返済不要の奨学金は世代間格差を拡大させる

民主党が選挙公約の柱として、返済不要の給付型奨学金をマニュフェストに盛り込むことにしたようです。これについては、失われた世代としてはどうにも納得がいきません。

昔は就職氷河期で今ほど仕事もないなか、非正規に落ちても苦労しながら奨学金を返還していたものです。自分もそうでしたし、周りもみんなそうやって苦労しながら返還していました。今さら返済不要にするというのでは世代間の不平等につながりますので、世代間格差を是正するのではなく、かえって格差を拡大する結果になるものと思います。

そもそも今はアベノミクスで就職率がよいわけですから、卒業後は就職先も見つかるはずですので、返済に困るということはないはずです。返還不要にするべきなのは、失われた世代で未だに返還に苦しんでいる30代後半から40代の世代であって、就職率が改善している今の現役世代ではありません。

当時は非正規は自己責任といわれながらも、苦労して返還していたものでした。幸い、私は事業が当たって一括で返還することができましたが、もしそれがなかったとしたら、今でも何百万もの残債を抱えながら生活していたものと思います。今では富裕層へと入ることができた私でも、奨学金で何百万円もの債務を抱えている人を自己責任というのはあまりに酷なことではないかという気がしています。

また、奨学金の行方を考えてみると、最終的にお金が行き着く先は大学などの教育機関であり、そこで働く職員や関連団体に回っていくことになるはずです。

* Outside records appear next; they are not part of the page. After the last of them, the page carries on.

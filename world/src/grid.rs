//! Occupancy grid recording which tower claims each cell.

use tower_defence_core::{AffordanceHint, CellCoord, Occupancy, TowerId, TransactionError};

#[derive(Clone, Copy, Debug, Default)]
struct Cell {
    occupant: Option<TowerId>,
    hint: AffordanceHint,
}

/// Dense grid of cells. Occupancy and presentation hints are stored side by
/// side so that hint updates can never alter a claim.
#[derive(Clone, Debug)]
pub(crate) struct Grid {
    columns: u32,
    rows: u32,
    cells: Vec<Cell>,
}

impl Grid {
    pub(crate) fn new(columns: u32, rows: u32) -> Self {
        let capacity_u64 = u64::from(columns) * u64::from(rows);
        let capacity = usize::try_from(capacity_u64).unwrap_or(0);
        Self {
            columns,
            rows,
            cells: vec![Cell::default(); capacity],
        }
    }

    pub(crate) fn dimensions(&self) -> (u32, u32) {
        (self.columns, self.rows)
    }

    pub(crate) fn occupancy(&self, cell: CellCoord) -> Option<Occupancy> {
        self.get(cell).map(|slot| match slot.occupant {
            Some(tower) => Occupancy::Occupied { tower },
            None => Occupancy::Empty,
        })
    }

    pub(crate) fn hint(&self, cell: CellCoord) -> Option<AffordanceHint> {
        self.get(cell).map(|slot| slot.hint)
    }

    /// Reports whether the cell lies inside the grid and is unclaimed.
    pub(crate) fn is_free(&self, cell: CellCoord) -> bool {
        self.get(cell).is_some_and(|slot| slot.occupant.is_none())
    }

    /// Claims every cell for `tower`, or nothing at all.
    pub(crate) fn try_claim(
        &mut self,
        cells: &[CellCoord],
        tower: TowerId,
    ) -> Result<(), TransactionError> {
        if cells.is_empty() || !cells.iter().all(|cell| self.is_free(*cell)) {
            return Err(TransactionError::CellsUnavailable);
        }

        for cell in cells {
            if let Some(slot) = self.get_mut(*cell) {
                slot.occupant = Some(tower);
            }
        }
        Ok(())
    }

    /// Repoints claims held by `from` to `to` without the cells ever becoming empty.
    pub(crate) fn transfer(
        &mut self,
        cells: &[CellCoord],
        from: TowerId,
        to: TowerId,
    ) -> Result<(), TransactionError> {
        let held = cells
            .iter()
            .all(|cell| self.get(*cell).is_some_and(|slot| slot.occupant == Some(from)));
        if !held {
            return Err(TransactionError::CellsUnavailable);
        }

        for cell in cells {
            if let Some(slot) = self.get_mut(*cell) {
                slot.occupant = Some(to);
            }
        }
        Ok(())
    }

    pub(crate) fn release(&mut self, cells: &[CellCoord]) {
        for cell in cells {
            if let Some(slot) = self.get_mut(*cell) {
                slot.occupant = None;
            }
        }
    }

    /// Stores a presentation hint, returning whether it differs from the previous one.
    pub(crate) fn set_affordance(
        &mut self,
        cell: CellCoord,
        hint: AffordanceHint,
    ) -> Result<bool, TransactionError> {
        let slot = self
            .get_mut(cell)
            .ok_or(TransactionError::CellsUnavailable)?;
        if slot.hint == hint {
            return Ok(false);
        }
        slot.hint = hint;
        Ok(true)
    }

    fn get(&self, cell: CellCoord) -> Option<&Cell> {
        self.index(cell).and_then(|index| self.cells.get(index))
    }

    fn get_mut(&mut self, cell: CellCoord) -> Option<&mut Cell> {
        self.index(cell).and_then(|index| self.cells.get_mut(index))
    }

    fn index(&self, cell: CellCoord) -> Option<usize> {
        if cell.column() < self.columns && cell.row() < self.rows {
            let row = usize::try_from(cell.row()).ok()?;
            let column = usize::try_from(cell.column()).ok()?;
            let width = usize::try_from(self.columns).ok()?;
            Some(row * width + column)
        } else {
            None
        }
    }
}

#[cfg(test)]
mod tests {
    use super::*;

    fn cells(coords: &[(u32, u32)]) -> Vec<CellCoord> {
        coords
            .iter()
            .map(|(column, row)| CellCoord::new(*column, *row))
            .collect()
    }

    #[test]
    fn claim_marks_every_cell() {
        let mut grid = Grid::new(4, 4);
        let tower = TowerId::new(1);
        grid.try_claim(&cells(&[(0, 0), (1, 0)]), tower)
            .expect("claim free cells");

        assert_eq!(
            grid.occupancy(CellCoord::new(0, 0)),
            Some(Occupancy::Occupied { tower })
        );
        assert_eq!(
            grid.occupancy(CellCoord::new(1, 0)),
            Some(Occupancy::Occupied { tower })
        );
        assert_eq!(grid.occupancy(CellCoord::new(2, 0)), Some(Occupancy::Empty));
    }

    #[test]
    fn claim_is_all_or_nothing() {
        let mut grid = Grid::new(4, 4);
        grid.try_claim(&cells(&[(1, 1)]), TowerId::new(1))
            .expect("claim free cell");

        let result = grid.try_claim(&cells(&[(0, 1), (1, 1)]), TowerId::new(2));

        assert_eq!(result, Err(TransactionError::CellsUnavailable));
        assert!(
            grid.is_free(CellCoord::new(0, 1)),
            "partial claim must not leak into the grid"
        );
    }

    #[test]
    fn claim_rejects_out_of_bounds_and_empty_sets() {
        let mut grid = Grid::new(2, 2);
        assert_eq!(
            grid.try_claim(&cells(&[(1, 1), (2, 1)]), TowerId::new(1)),
            Err(TransactionError::CellsUnavailable)
        );
        assert_eq!(
            grid.try_claim(&[], TowerId::new(1)),
            Err(TransactionError::CellsUnavailable)
        );
        assert!(grid.is_free(CellCoord::new(1, 1)));
    }

    #[test]
    fn affordance_outside_grid_is_rejected() {
        let mut grid = Grid::new(2, 2);
        assert_eq!(
            grid.set_affordance(CellCoord::new(2, 0), AffordanceHint::AvailableForPlant),
            Err(TransactionError::CellsUnavailable)
        );
        assert_eq!(
            grid.set_affordance(CellCoord::new(1, 1), AffordanceHint::AvailableForPlant),
            Ok(true)
        );
    }

    #[test]
    fn release_is_idempotent() {
        let mut grid = Grid::new(3, 3);
        let claimed = cells(&[(2, 2)]);
        grid.try_claim(&claimed, TowerId::new(4))
            .expect("claim free cell");

        grid.release(&claimed);
        grid.release(&claimed);

        assert_eq!(grid.occupancy(CellCoord::new(2, 2)), Some(Occupancy::Empty));
    }

    #[test]
    fn transfer_requires_existing_claim() {
        let mut grid = Grid::new(3, 3);
        let claimed = cells(&[(0, 0), (0, 1)]);
        grid.try_claim(&claimed, TowerId::new(1))
            .expect("claim free cells");

        assert_eq!(
            grid.transfer(&claimed, TowerId::new(9), TowerId::new(2)),
            Err(TransactionError::CellsUnavailable)
        );
        grid.transfer(&claimed, TowerId::new(1), TowerId::new(2))
            .expect("transfer held cells");

        assert_eq!(
            grid.occupancy(CellCoord::new(0, 1)).and_then(|o| o.tower()),
            Some(TowerId::new(2))
        );
    }

    #[test]
    fn affordance_does_not_touch_occupancy() {
        let mut grid = Grid::new(2, 2);
        let cell = CellCoord::new(0, 0);
        grid.try_claim(&[cell], TowerId::new(3))
            .expect("claim free cell");

        assert_eq!(
            grid.set_affordance(cell, AffordanceHint::AvailableForPlant),
            Ok(true)
        );
        assert_eq!(
            grid.set_affordance(cell, AffordanceHint::AvailableForPlant),
            Ok(false)
        );
        assert_eq!(
            grid.occupancy(cell),
            Some(Occupancy::Occupied {
                tower: TowerId::new(3)
            })
        );
        assert_eq!(grid.hint(cell), Some(AffordanceHint::AvailableForPlant));
    }
}
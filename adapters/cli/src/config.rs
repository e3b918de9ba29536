//! Session configuration loading.

use std::{fs, path::Path};

use anyhow::{Context, Result};
use tower_defence_core::SessionConfig;

/// Session played when no configuration file is supplied.
const DEFAULT_SESSION: &str = include_str!("../assets/session.toml");

/// Loads the session configuration from `path`, or the embedded default.
pub(crate) fn load(path: Option<&Path>) -> Result<SessionConfig> {
    match path {
        Some(path) => {
            let contents = fs::read_to_string(path)
                .with_context(|| format!("failed to read session config {}", path.display()))?;
            parse(&contents)
                .with_context(|| format!("failed to parse session config {}", path.display()))
        }
        None => parse(DEFAULT_SESSION).context("failed to parse embedded session config"),
    }
}

fn parse(contents: &str) -> Result<SessionConfig> {
    toml::from_str(contents).context("invalid session config toml")
}

#[cfg(test)]
mod tests {
    use super::*;
    use tower_defence_core::{CellOffset, DefinitionId};

    #[test]
    fn embedded_session_parses() {
        let config = load(None).expect("embedded config");
        assert_eq!(config.max_lives, 10);
        assert_eq!(config.starting_money, 100);
        assert_eq!(config.waves.len(), 3);

        let cannon = config
            .towers
            .iter()
            .find(|tower| tower.id == DefinitionId::new(3))
            .expect("cannon definition");
        assert_eq!(cannon.price, 75);
        assert_eq!(cannon.footprint.len(), 4);
        assert!(cannon.footprint.contains(&CellOffset::new(1, 1)));
        assert_eq!(cannon.upgrades, vec![DefinitionId::new(4)]);
    }

    #[test]
    fn missing_fields_are_reported() {
        assert!(parse("max_lives = 3").is_err());
    }

    #[test]
    fn unreadable_file_is_reported() {
        let error = load(Some(Path::new("does/not/exist.toml"))).expect_err("missing file");
        assert!(error.to_string().contains("failed to read session config"));
    }
}
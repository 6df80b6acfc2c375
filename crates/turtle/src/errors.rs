//! Error types for the turtle crate

use thiserror::Error;

/// Errors raised while loading a model or replaying a hashed request
#[derive(Error, Debug)]
pub enum TurtleError {
    /// The underlying stream failed
    #[error("I/O error: {0}")]
    Io(#[from] std::io::Error),

    /// A recognized numeric field could not be parsed
    #[error("line {line}: malformed {field} value {token:?}")]
    MalformedNumber {
        line: usize,
        field: &'static str,
        token: String,
    },

    /// A weight table line is not of the form `index:value`
    #[error("line {line}: malformed weight entry {content:?}")]
    MalformedWeightLine { line: usize, content: String },

    /// A weight index does not address a slot of the table
    #[error("line {line}: weight index {index} outside table of {size} slots")]
    IndexOutOfRange { line: usize, index: u64, size: u64 },

    /// A required header field never appeared
    #[error("missing header field: {0}")]
    MissingHeader(&'static str),

    /// The table width is not representable with 32-bit buckets
    #[error("unsupported weight bits: {0}")]
    UnsupportedBits(u32),

    /// An `options:` flag carried a value this loader cannot honor
    #[error("invalid option {flag} {value:?}: {reason}")]
    InvalidOption {
        flag: String,
        value: String,
        reason: &'static str,
    },

    /// Loader configuration is inconsistent
    #[error("invalid configuration: {0}")]
    InvalidConfig(String),

    /// Configuration file could not be decoded
    #[error("configuration parse error: {0}")]
    ConfigParse(#[from] toml::de::Error),

    /// A hashed request was computed for a different hashing scheme
    #[error("hashed request was built with a different feature hasher")]
    HasherMismatch,
}

/// Result type for turtle operations
pub type Result<T> = std::result::Result<T, TurtleError>;
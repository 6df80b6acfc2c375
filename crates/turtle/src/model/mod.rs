//! Readable linear model
//!
//! A [`Model`] is built once from a text stream and is read-only
//! afterwards. It is `Send + Sync` and can be shared across threads.
//!
//! # Format
//!
//! ```text
//! Version 8.6.1
//! Min label:-1
//! Max label:1
//! bits:18
//! options: --hash_seed 0 --oaa 3 --quadratic ab
//! Checksum: 4199872739
//! :0
//! 47580:-0.274889
//! 47581:-0.27124
//! ```
//!
//! # Usage
//!
//! ```rust,no_run
//! use turtle::{Feature, Model, Namespace, Request};
//!
//! let file = std::fs::File::open("model.readable").unwrap();
//! let model = Model::load(file).unwrap();
//!
//! let request = Request::new(vec![Namespace::new(
//!     "user",
//!     vec![Feature::text("age_30", 1.0)],
//! )]);
//! let scores = model.predict(&request);
//! ```

pub mod header;
pub mod interactions;
pub mod loader;
pub mod weights;

pub use header::ModelMetadata;
pub use interactions::Interactions;
pub use weights::{StorageKind, WeightTable};

use crate::config::LoaderConfig;
use crate::errors::Result;
use crate::hashing::FeatureHasher;
use crate::predict::Link;
use std::io::Read;

/// Loaded feature-hashing linear model
#[derive(Debug, Clone)]
pub struct Model {
    weight_bits: u32,
    mask: u32,
    weights: WeightTable,
    min_label: f32,
    max_label: f32,
    num_classes: u32,
    multi_class_bits: u32,
    hasher: FeatureHasher,
    interactions: Interactions,
    metadata: ModelMetadata,
}

impl Model {
    /// Load a model with the default loader configuration
    pub fn load<R: Read>(reader: R) -> Result<Self> {
        loader::load(reader, &LoaderConfig::default())
    }

    /// Load a model with an explicit loader configuration
    pub fn load_with_config<R: Read>(reader: R, config: &LoaderConfig) -> Result<Self> {
        loader::load(reader, config)
    }

    /// log2 of the table size
    pub fn weight_bits(&self) -> u32 {
        self.weight_bits
    }

    /// `(1 << weight_bits) - 1`
    pub fn mask(&self) -> u32 {
        self.mask
    }

    pub fn weights(&self) -> &WeightTable {
        &self.weights
    }

    pub fn min_label(&self) -> f32 {
        self.min_label
    }

    pub fn max_label(&self) -> f32 {
        self.max_label
    }

    /// Number of one-against-all output classes
    pub fn num_classes(&self) -> u32 {
        self.num_classes
    }

    /// Low bucket bits reserved for the class index
    pub fn multi_class_bits(&self) -> u32 {
        self.multi_class_bits
    }

    pub fn hash_seed(&self) -> u32 {
        self.hasher.seed()
    }

    pub fn hash_all(&self) -> bool {
        self.hasher.hash_all()
    }

    pub fn hasher(&self) -> FeatureHasher {
        self.hasher
    }

    pub fn interactions(&self) -> &Interactions {
        &self.interactions
    }

    pub fn metadata(&self) -> &ModelMetadata {
        &self.metadata
    }

    /// Link recorded in the header, if it names a known transform.
    ///
    /// Informational only: the transform applied at prediction time is
    /// selected by [`Request::probabilities`](crate::Request::probabilities).
    pub fn link(&self) -> Option<Link> {
        self.metadata.link.as_deref().and_then(Link::from_name)
    }
}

学生が奨学金で何百万円ものお金を借りて、それがどこに回るのかといえば、それは教育機関です。

国公立大学であればそれほど問題はありませんが、私立大学などは大学経営をビジネスとしてやっているわけですので、返還不要の奨学金をとうして特定の業界へ税金が投入されることになります。もし、その私立大学の職員などで文部科学省の官僚OBによる天下りがいるとすれば、奨学金という名前のお金が官僚へも税金で流れていくことになるわけです。

ネットで「大学 天下り」などと検索すればいろいろ出てきますが、全国の私立大学の合計で、年収1千万円以上の文部科学省の官僚OBが500人以上天下っているという調査もあります。もし、返済不要の奨学金が創設されたとしたら、税金から奨学金として学生にお金が流れ、最終的にそのお金は大学をビジネスにしている私立大学や官僚に流れることになります。

将来ある学生のため、世代間の格差是正のためなどときれいごとをいっていたとしても、天下り官僚がいる時点で何の説得力もありません。もし、返済不要の奨学金を創設するのなら、最低限、私立大学へはNGにして国公立大学のみに限定すべきです。

個人的な考えでは、奨学金を返済不要にするよりも、学費を大幅に値下げする方向へもっていった方がよいと思いますが、仮に大学側へ補助金などの名目で助成したとしても、学費を値下げするような使い方にはならず、校舎の建て増しなどに使われるというから困ったものです。

いずれにしても、返還不要の奨学金というのは世代間の不平等、特に今も返還を続けている就職氷河期世代と現役世代との間で格差を拡大してしまいますし、最終的に利益を得るのは大学ビジネスの経営者であり、天下り官僚であるという点からみても断固反対です。